▶ [YOUR OBJECTIVE]: Copy, from the material below, each line where "balance" shows up.

▶ [GIVEN DATA]:
● ● ● ●

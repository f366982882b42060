//! Account and money-movement endpoints.

use serde_json::json;

use super::{BankClient, outcome};
use crate::models::envelope::ResponseEnvelope;
use crate::services::mock_api::{HandlerOutcome, RequestOptions};

impl BankClient {
    /// `GET /api/account/balance`
    pub async fn balance(&self, user_id: &str) -> ResponseEnvelope {
        self.api
            .get(
                "/api/account/balance",
                || {
                    Ok(HandlerOutcome::ok(json!({
                        "balance": self.bank.balance(user_id)
                    })))
                },
                RequestOptions::default(),
            )
            .await
    }

    /// `GET /api/account/details`
    pub async fn account_details(&self, user_id: &str) -> ResponseEnvelope {
        self.api
            .get(
                "/api/account/details",
                || outcome(self.bank.account_details(user_id), "NOT_FOUND"),
                RequestOptions::default(),
            )
            .await
    }

    /// `GET /api/transactions[?limit=N]`
    pub async fn transactions(&self, user_id: &str, limit: Option<usize>) -> ResponseEnvelope {
        let endpoint = match limit {
            Some(limit) => format!("/api/transactions?limit={}", limit),
            None => "/api/transactions".to_string(),
        };
        self.api
            .get(
                &endpoint,
                || {
                    Ok(HandlerOutcome::ok(serde_json::to_value(
                        self.bank.transactions(user_id, limit),
                    )?))
                },
                RequestOptions::default(),
            )
            .await
    }

    /// `POST /api/transfers`
    pub async fn transfer(
        &self,
        from_user_id: &str,
        recipient_account: &str,
        amount: f64,
        description: &str,
    ) -> ResponseEnvelope {
        self.api
            .post(
                "/api/transfers",
                || {
                    outcome(
                        self.bank
                            .transfer(from_user_id, recipient_account, amount, description),
                        "TRANSFER_FAILED",
                    )
                },
                RequestOptions::with_body(json!({
                    "fromUserId": from_user_id,
                    "recipientAccount": recipient_account,
                    "amount": amount,
                    "description": description,
                })),
            )
            .await
    }

    /// `POST /api/account/deposit`
    pub async fn deposit(&self, user_id: &str, amount: f64, description: &str) -> ResponseEnvelope {
        self.api
            .post(
                "/api/account/deposit",
                || outcome(self.bank.deposit(user_id, amount, description), "BAD_REQUEST"),
                RequestOptions::with_body(json!({
                    "userId": user_id,
                    "amount": amount,
                    "description": description,
                })),
            )
            .await
    }
}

● ● ● ●

▶ [WRITTEN ANSWER]:
    /// `GET /api/account/balance`
    pub async fn balance(&self, user_id: &str) -> ResponseEnvelope {
                "/api/account/balance",
                        "balance": self.bank.balance(user_id)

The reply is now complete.